The Washington PostDemocracy Dies in Darkness

Opinion The Fed’s ‘stress tests’ overlook the dangers facing banks

The Federal Reserve in D.C. on Nov. 16, 2020. (J. Scott Applewhite/AP)
5 min

Sheila Bair is a former chair of the Federal Deposit Insurance Corporation.

A common anxiety dream among college students is showing up for an exam only to realize that you studied for the wrong test. Being ill-prepared is the stuff of nightmares for banks as well. Unfortunately, the Federal Reserve’s recently completed “stress tests gave high grades to banks for passing exams that fail to prepare them for the biggest risk that likely awaits them: a prolonged period of high and rising interest rates.

Conventional wisdom holds that rising rates help banks by allowing them to charge more for the loans they make to their customers. That is true at the beginning of a tightening cycle, but over time, rising rates present significant challenges for banks. The Fed needs to test for that scenario aggressively — and soon.

As we’ve seen already with several recent dramatic bank failures, when a bank has invested in long-term, low yield securities, even supposedly safe government-backed securities can lose substantial market value. This is because as rates rise, investors can buy more recently issued securities to get a bigger return. If a bank holds its securities until they mature, it can redeem them at par and not realize losses. However, if the bank is forced to sell those securities to meet depositor withdrawals, it will suffer significant losses.
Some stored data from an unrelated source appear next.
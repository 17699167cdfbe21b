use crate::error::Result;
use crate::publisher::Publisher;
use planner_core::{Path, PathBuilder};
use planner_io::{parse_items, path_to_payload};
use tracing::{debug, info};

/// Turns one items payload into one published path.
///
/// The builder (and therefore the POI map) is fixed for the lifetime of the
/// handler.
pub struct PathHandler<P> {
    builder: PathBuilder,
    publisher: P,
    path_topic: String,
}

impl<P: Publisher> PathHandler<P> {
    pub fn new(builder: PathBuilder, publisher: P, path_topic: impl Into<String>) -> Self {
        Self {
            builder,
            publisher,
            path_topic: path_topic.into(),
        }
    }

    pub fn path_topic(&self) -> &str {
        &self.path_topic
    }

    pub fn publisher(&self) -> &P {
        &self.publisher
    }

    /// Parse, plan and publish. Nothing is published when any step fails.
    pub async fn handle(&self, payload: &[u8]) -> Result<Path> {
        let message = parse_items(payload)?;
        if let Some(sent_ms) = message.timestamp_ms {
            debug!(sent_ms, items = message.items.len(), "received item list");
        }

        let path = self.builder.build(&message.items)?;
        let out = path_to_payload(&path)?;
        self.publisher.publish(&self.path_topic, out).await?;

        info!(
            topic = %self.path_topic,
            waypoints = path.waypoints.len(),
            total_cost = path.total_cost,
            "published global_path"
        );
        Ok(path)
    }
}
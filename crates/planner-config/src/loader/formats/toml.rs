//! TOML format parser

use crate::{error::ConfigError, Config, Result};

/// Parse configuration from TOML string
pub fn parse(content: &str) -> Result<Config> {
    parse_with_path(content, None)
}

/// Parse configuration from TOML string with file path for better errors
pub fn parse_with_path(content: &str, path: Option<&str>) -> Result<Config> {
    ::toml::from_str(content).map_err(|e| ConfigError::from_toml_error(e, content, path))
}

#[cfg(test)]
mod tests {
    use super::*;

    #[test]
    fn test_parse_minimal_toml() {
        let toml = r#"
[mqtt]
port = 1884

[mqtt.topics]
global_path = "store_a/path"
"#;
        let config = parse(toml).unwrap();
        assert_eq!(config.mqtt.port, 1884);
        assert_eq!(config.mqtt.topics.global_path, "store_a/path");
        assert_eq!(config.mqtt.topics.items, "agv/ai/items");
    }
}
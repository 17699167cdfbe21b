use serde::{Deserialize, Serialize};

/// A requested shopping-list entry.
///
/// `qty` is carried through to consumers but never affects pathing.
#[derive(Debug, Clone, PartialEq, Eq, Serialize, Deserialize)]
pub struct Item {
    pub name: String,
    pub qty: i64,
}

impl Item {
    pub fn new(name: impl Into<String>, qty: i64) -> Self {
        Self {
            name: name.into(),
            qty,
        }
    }
}

/// A named location on the store map.
#[derive(Debug, Clone, PartialEq, Serialize, Deserialize)]
pub struct Poi {
    pub id: String,
    pub x: f64,
    pub y: f64,
}

impl Poi {
    pub fn new(id: impl Into<String>, x: f64, y: f64) -> Self {
        Self { id: id.into(), x, y }
    }

    pub fn position(&self) -> Waypoint {
        Waypoint::new(self.x, self.y)
    }
}

#[derive(Debug, Clone, Copy, PartialEq, Serialize, Deserialize)]
pub struct Waypoint {
    pub x: f64,
    pub y: f64,
}

impl Waypoint {
    pub const ORIGIN: Waypoint = Waypoint { x: 0.0, y: 0.0 };

    pub fn new(x: f64, y: f64) -> Self {
        Self { x, y }
    }

    /// Euclidean distance to `other`.
    pub fn distance_to(&self, other: &Waypoint) -> f64 {
        (self.x - other.x).hypot(self.y - other.y)
    }
}

/// A computed visiting order.
///
/// Field order is the wire order: `frame`, `waypoints`, `total_cost`,
/// `created_ms`.
#[derive(Debug, Clone, PartialEq, Serialize, Deserialize)]
pub struct Path {
    pub frame: String,
    pub waypoints: Vec<Waypoint>,
    pub total_cost: f64,
    /// Wall-clock Unix epoch milliseconds at which the build began
    pub created_ms: i64,
}

impl Path {
    /// Sum of consecutive Euclidean distances along `waypoints`.
    ///
    /// For a freshly built path this equals `total_cost`.
    pub fn length(&self) -> f64 {
        self.waypoints
            .windows(2)
            .map(|pair| pair[0].distance_to(&pair[1]))
            .sum()
    }
}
Rising rates, meanwhile, will also eventually require banks to pay higher interest on their deposits — and that is already happening. For a bank, this might push the costs of those deposits above the returns they are receiving on their previously made loans and investments. This might not be a problem if banks can make new loans at rates that exceed their rising deposit costs. However, if short-term rates go up faster than longer-term rates — a situation known as “yield curve inversion” — banks could find that the interest they must pay to keep their deposits exceeds the returns they can charge even on new loans. Notably, the yield curve has been inverted for more than a year, portending a significant challenge for banks whose profitability depends on using short-term deposits to make longer-term loans to businesses and households.

The assumptions within the Fed’s stress tests do not assess banks’ ability to withstand these very real challenges. Instead, the tests make those challenges magically go away by assuming that interest rates will return to zero fairly quickly if there is an economic downturn; the yield curve becomes positive in a few months. This is a key reason banks, in aggregate, showed smaller declines in capital in this year’s stress tests than in last year’s.

Defenders of these “zero rate” assumptions argue that a recession would most surely spell the end of inflation, freeing the Fed to return to monetary accommodation. But history suggests otherwise. Throughout the 1970s, the country went through bouts of recessions and high inflation, widely known then as “stagflation.” In the early 1980s, inflation and interest rates remained high, and it took two more recessions before Paul Volcker’s Fed finally beat them down. Recessions are no guarantee that inflation will quickly disappear. The Fed should be testing banks’ ability to handle a period of high inflation, high interest rates and recession; that’s the nightmare scenario we need to be ready for.

The Fed’s defenders have also pointed out that it separately tests high interest rate scenarios in what is known as its “liquidity testing.” These are nonpublic tests that assess a bank’s ability to maintain access to the cash it needs to meet its obligations should it experience, as we saw in recent bank failures, a sudden withdrawal of deposits or other sources of funds.

But liquidity risk cannot be separated from a broader assessment of banks’ capital strength, which is the focus of the Fed’s more important, public stress tests. If uninsured depositors and other creditors view a bank as weakly capitalized, they will quickly pull their funds, leaving the banks struggling to raise cash. If the bank has to sell assets at a loss to meet redemption requests, this will deplete its capital, turning a “liquidity” event into a potential threat to solvency. This potent combination of risks needs to be fully comprehended in the Fed’s test scenarios.

To its credit, the Fed has acknowledged the need for “humility” when assessing large banks’ resilience and the importance of testing different scenarios. Michael Barr, the Fed’s new vice chair for supervision, has suggested that banks undergo a “reverse stress test,” which would force banks to identify scenarios that in the real world could threaten their existence. This would give the Fed a deeper grasp of emerging, existential threats.

There has been much discussion of expanding liquidity and capital testing to smaller banks, which was cut back in 2018. But flaws in the tests make them of questionable value in assessing banks of any size. Fix the tests before expanding them. Otherwise, like students studying for the wrong exam, the Fed is only distracting banks from the real risks they face.